● **What to do**:
Nothing but a number belongs in the answer: how many lines of the records below contain the string "LightCurveStats".
>>>>>
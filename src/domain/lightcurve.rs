//! The light-curve value type.
//!
//! A `LightCurve` is validated once, at construction: `flux` and every optional
//! per-point column must have the same length as `time`. After that the value is
//! read-only; every transformation (`detrend`, `remove_nans`, `filter_quality`)
//! returns a new instance.

use std::io::Write;

use serde::Serialize;

use crate::detrend::{CentroidTrack, detrender_for};
use crate::domain::extension::Collaborators;
use crate::domain::types::{DetrendMethod, DetrendOptions};
use crate::error::LightCurveError;
use crate::math::{mean, median, robust_sigma, std_dev};

/// One time-series of brightness measurements.
#[derive(Debug, Clone, PartialEq, Serialize)]
pub struct LightCurve {
    time: Vec<f64>,
    flux: Vec<f64>,
    #[serde(skip_serializing_if = "Option::is_none")]
    flux_err: Option<Vec<f64>>,
    #[serde(skip_serializing_if = "Option::is_none")]
    quality: Option<Vec<i32>>,
    #[serde(skip_serializing_if = "Option::is_none")]
    centroid_col: Option<Vec<f64>>,
    #[serde(skip_serializing_if = "Option::is_none")]
    centroid_row: Option<Vec<f64>>,
}

/// Summary statistics of the finite flux values.
#[derive(Debug, Clone, PartialEq, Serialize)]
pub struct LightCurveStats {
    pub n_points: usize,
    pub n_finite: usize,
    pub mean: f64,
    pub median: f64,
    pub std: f64,
    /// `1.4826 * MAD`, a noise estimate insensitive to outliers.
    pub robust_sigma: f64,
    pub time_min: f64,
    pub time_max: f64,
}

impl LightCurve {
    /// Build a light curve with no optional columns.
    pub fn new(time: Vec<f64>, flux: Vec<f64>) -> Result<Self, LightCurveError> {
        Self::from_parts(time, flux, None, None, None, None)
    }

    /// Start a builder for a light curve with optional columns.
    pub fn builder(time: Vec<f64>, flux: Vec<f64>) -> LightCurveBuilder {
        LightCurveBuilder {
            time,
            flux,
            flux_err: None,
            quality: None,
            centroid_col: None,
            centroid_row: None,
        }
    }

    /// Build a light curve from all columns, validating every length against `time`.
    pub fn from_parts(
        time: Vec<f64>,
        flux: Vec<f64>,
        flux_err: Option<Vec<f64>>,
        quality: Option<Vec<i32>>,
        centroid_col: Option<Vec<f64>>,
        centroid_row: Option<Vec<f64>>,
    ) -> Result<Self, LightCurveError> {
        let n = time.len();
        check_len("flux", n, flux.len())?;
        if let Some(v) = &flux_err {
            check_len("flux_err", n, v.len())?;
        }
        if let Some(v) = &quality {
            check_len("quality", n, v.len())?;
        }
        if let Some(v) = &centroid_col {
            check_len("centroid_col", n, v.len())?;
        }
        if let Some(v) = &centroid_row {
            check_len("centroid_row", n, v.len())?;
        }

        Ok(Self {
            time,
            flux,
            flux_err,
            quality,
            centroid_col,
            centroid_row,
        })
    }

    pub fn time(&self) -> &[f64] {
        &self.time
    }

    pub fn flux(&self) -> &[f64] {
        &self.flux
    }

    pub fn flux_err(&self) -> Option<&[f64]> {
        self.flux_err.as_deref()
    }

    pub fn quality(&self) -> Option<&[i32]> {
        self.quality.as_deref()
    }

    pub fn centroid_col(&self) -> Option<&[f64]> {
        self.centroid_col.as_deref()
    }

    pub fn centroid_row(&self) -> Option<&[f64]> {
        self.centroid_row.as_deref()
    }

    pub fn len(&self) -> usize {
        self.time.len()
    }

    pub fn is_empty(&self) -> bool {
        self.time.is_empty()
    }

    /// Centroid track, available only when both coordinates are present.
    pub fn centroids(&self) -> Option<CentroidTrack<'_>> {
        match (&self.centroid_col, &self.centroid_row) {
            (Some(col), Some(row)) => Some(CentroidTrack { col, row }),
            _ => None,
        }
    }

    /// Detrend with a method named by its identifier (e.g. `"polynomial"`).
    ///
    /// Unrecognized names fail with [`LightCurveError::UnknownMethod`].
    pub fn detrend(&self, method: &str, options: &DetrendOptions) -> Result<LightCurve, LightCurveError> {
        let method: DetrendMethod = method.parse()?;
        self.detrend_with(method, options)
    }

    /// Detrend with an already-resolved method.
    pub fn detrend_with(
        &self,
        method: DetrendMethod,
        options: &DetrendOptions,
    ) -> Result<LightCurve, LightCurveError> {
        let detrender = detrender_for(method, options, self.centroids());
        log::debug!("detrending {} points with {}", self.len(), detrender.name());
        detrender.detrend(&self.time, &self.flux, self.flux_err.as_deref())
    }

    /// Write this light curve in `format` using a registered exporter.
    pub fn export(
        &self,
        format: &str,
        collaborators: &Collaborators,
        out: &mut dyn Write,
    ) -> Result<(), LightCurveError> {
        let exporter = collaborators
            .exporter(format)
            .ok_or_else(|| LightCurveError::NotImplemented {
                feature: format!("export to `{format}`"),
            })?;
        exporter.export(self, out)
    }

    /// Render this light curve using the registered renderer.
    pub fn render(&self, collaborators: &Collaborators) -> Result<String, LightCurveError> {
        let renderer = collaborators
            .renderer()
            .ok_or_else(|| LightCurveError::NotImplemented {
                feature: "render".to_string(),
            })?;
        renderer.render(self)
    }

    /// Drop points whose time or flux is not finite.
    pub fn remove_nans(&self) -> LightCurve {
        let keep: Vec<bool> = self
            .time
            .iter()
            .zip(&self.flux)
            .map(|(t, f)| t.is_finite() && f.is_finite())
            .collect();
        let dropped = keep.iter().filter(|k| !**k).count();
        if dropped > 0 {
            log::warn!("dropping {dropped} non-finite points");
        }
        self.select(&keep)
    }

    /// Drop points whose quality flag shares any bit with `bitmask`.
    ///
    /// A zero mask, or a curve without quality flags, keeps every point.
    pub fn filter_quality(&self, bitmask: i32) -> LightCurve {
        let Some(quality) = &self.quality else {
            return self.clone();
        };
        let keep: Vec<bool> = quality.iter().map(|q| (q & bitmask) == 0).collect();
        self.select(&keep)
    }

    pub fn stats(&self) -> LightCurveStats {
        let finite: Vec<f64> = self.flux.iter().copied().filter(|f| f.is_finite()).collect();
        let (time_min, time_max) = self
            .time
            .iter()
            .filter(|t| t.is_finite())
            .fold((f64::INFINITY, f64::NEG_INFINITY), |(lo, hi), &t| (lo.min(t), hi.max(t)));

        LightCurveStats {
            n_points: self.len(),
            n_finite: finite.len(),
            mean: mean(&finite).unwrap_or(f64::NAN),
            median: median(&finite).unwrap_or(f64::NAN),
            std: std_dev(&finite).unwrap_or(f64::NAN),
            robust_sigma: robust_sigma(&finite).unwrap_or(f64::NAN),
            time_min,
            time_max,
        }
    }

    fn select(&self, keep: &[bool]) -> LightCurve {
        fn pick<T: Copy>(values: &[T], keep: &[bool]) -> Vec<T> {
            values
                .iter()
                .zip(keep)
                .filter_map(|(v, k)| k.then_some(*v))
                .collect()
        }

        LightCurve {
            time: pick(&self.time, keep),
            flux: pick(&self.flux, keep),
            flux_err: self.flux_err.as_deref().map(|v| pick(v, keep)),
            quality: self.quality.as_deref().map(|v| pick(v, keep)),
            centroid_col: self.centroid_col.as_deref().map(|v| pick(v, keep)),
            centroid_row: self.centroid_row.as_deref().map(|v| pick(v, keep)),
        }
    }
}

/// Builder for [`LightCurve`]; validation happens in [`LightCurveBuilder::build`].
#[derive(Debug, Clone)]
pub struct LightCurveBuilder {
    time: Vec<f64>,
    flux: Vec<f64>,
    flux_err: Option<Vec<f64>>,
    quality: Option<Vec<i32>>,
    centroid_col: Option<Vec<f64>>,
    centroid_row: Option<Vec<f64>>,
}

impl LightCurveBuilder {
    pub fn flux_err(mut self, flux_err: Vec<f64>) -> Self {
        self.flux_err = Some(flux_err);
        self
    }

    pub fn quality(mut self, quality: Vec<i32>) -> Self {
        self.quality = Some(quality);
        self
    }

    pub fn centroid_col(mut self, col: Vec<f64>) -> Self {
        self.centroid_col = Some(col);
        self
    }

    pub fn centroid_row(mut self, row: Vec<f64>) -> Self {
        self.centroid_row = Some(row);
        self
    }

    pub fn build(self) -> Result<LightCurve, LightCurveError> {
        LightCurve::from_parts(
            self.time,
            self.flux,
            self.flux_err,
            self.quality,
            self.centroid_col,
            self.centroid_row,
        )
    }
}

fn check_len(column: &'static str, expected: usize, actual: usize) -> Result<(), LightCurveError> {
    if expected == actual {
        Ok(())
    } else {
        Err(LightCurveError::ShapeMismatch {
            column,
            expected,
            actual,
        })
    }
}

#[cfg(test)]
mod tests {
    use super::*;

    fn sample() -> LightCurve {
        LightCurve::builder(vec![0.0, 1.0, 2.0, 3.0], vec![10.0, 12.0, 15.0, 11.0])
            .flux_err(vec![0.1, 0.1, 0.2, 0.1])
            .quality(vec![0, 4, 0, 1])
            .centroid_col(vec![100.0, 100.1, 100.2, 100.1])
            .centroid_row(vec![50.0, 50.0, 50.1, 50.2])
            .build()
            .unwrap()
    }

    #[test]
    fn construction_keeps_columns_verbatim() {
        let lc = sample();
        assert_eq!(lc.time(), &[0.0, 1.0, 2.0, 3.0]);
        assert_eq!(lc.flux(), &[10.0, 12.0, 15.0, 11.0]);
        assert_eq!(lc.flux_err().unwrap(), &[0.1, 0.1, 0.2, 0.1]);
        assert_eq!(lc.quality().unwrap(), &[0, 4, 0, 1]);
        assert_eq!(lc.centroid_col().unwrap().len(), 4);
        assert_eq!(lc.centroid_row().unwrap()[3], 50.2);
        assert!(lc.centroids().is_some());
    }

    #[test]
    fn mismatched_optional_column_is_rejected() {
        let err = LightCurve::builder(vec![0.0, 1.0, 2.0], vec![1.0, 2.0, 3.0])
            .quality(vec![0, 0])
            .build()
            .unwrap_err();
        match err {
            LightCurveError::ShapeMismatch {
                column,
                expected,
                actual,
            } => {
                assert_eq!(column, "quality");
                assert_eq!(expected, 3);
                assert_eq!(actual, 2);
            }
            other => panic!("unexpected error: {other}"),
        }
    }

    #[test]
    fn mismatched_flux_is_rejected() {
        assert!(matches!(
            LightCurve::new(vec![0.0, 1.0], vec![1.0]),
            Err(LightCurveError::ShapeMismatch { column: "flux", .. })
        ));
    }

    #[test]
    fn empty_curve_is_valid() {
        let lc = LightCurve::new(vec![], vec![]).unwrap();
        assert!(lc.is_empty());
        assert_eq!(lc.stats().n_finite, 0);
    }

    #[test]
    fn unknown_method_fails_instead_of_falling_back() {
        let lc = sample();
        let err = lc.detrend("no_such_method", &DetrendOptions::default()).unwrap_err();
        assert!(matches!(err, LightCurveError::UnknownMethod { .. }));
    }

    #[test]
    fn detrend_leaves_original_untouched() {
        let lc = sample();
        let before = lc.clone();
        let out = lc.detrend("first_difference", &DetrendOptions::default()).unwrap();
        assert_eq!(lc, before);
        assert_eq!(out.flux(), &[10.0, 2.0, 3.0, -4.0]);
        assert_eq!(out.flux_err(), lc.flux_err());
    }

    #[test]
    fn export_and_render_without_collaborators_are_not_implemented() {
        let lc = sample();
        let none = Collaborators::new();
        let mut buf = Vec::new();
        assert!(matches!(
            lc.export("csv", &none, &mut buf),
            Err(LightCurveError::NotImplemented { .. })
        ));
        assert!(matches!(lc.render(&none), Err(LightCurveError::NotImplemented { .. })));
    }

    #[test]
    fn filter_quality_drops_flagged_points() {
        let lc = sample();
        let kept = lc.filter_quality(1);
        assert_eq!(kept.time(), &[0.0, 1.0, 2.0]);
        assert_eq!(kept.quality().unwrap(), &[0, 4, 0]);

        let all = lc.filter_quality(0);
        assert_eq!(all.len(), 4);
    }

    #[test]
    fn remove_nans_keeps_columns_aligned() {
        let lc = LightCurve::builder(vec![0.0, 1.0, 2.0], vec![1.0, f64::NAN, 3.0])
            .flux_err(vec![0.1, 0.2, 0.3])
            .build()
            .unwrap();
        let clean = lc.remove_nans();
        assert_eq!(clean.time(), &[0.0, 2.0]);
        assert_eq!(clean.flux_err().unwrap(), &[0.1, 0.3]);
    }

    #[test]
    fn stats_ignore_non_finite_flux() {
        let lc = LightCurve::new(vec![0.0, 1.0, 2.0, 3.0], vec![1.0, f64::NAN, 3.0, 5.0]).unwrap();
        let stats = lc.stats();
        assert_eq!(stats.n_points, 4);
        assert_eq!(stats.n_finite, 3);
        assert!((stats.mean - 3.0).abs() < 1e-12);
        assert!((stats.median - 3.0).abs() < 1e-12);
        assert_eq!(stats.time_min, 0.0);
        assert_eq!(stats.time_max, 3.0);
    }
}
<<<<<
● **Task answer**:
3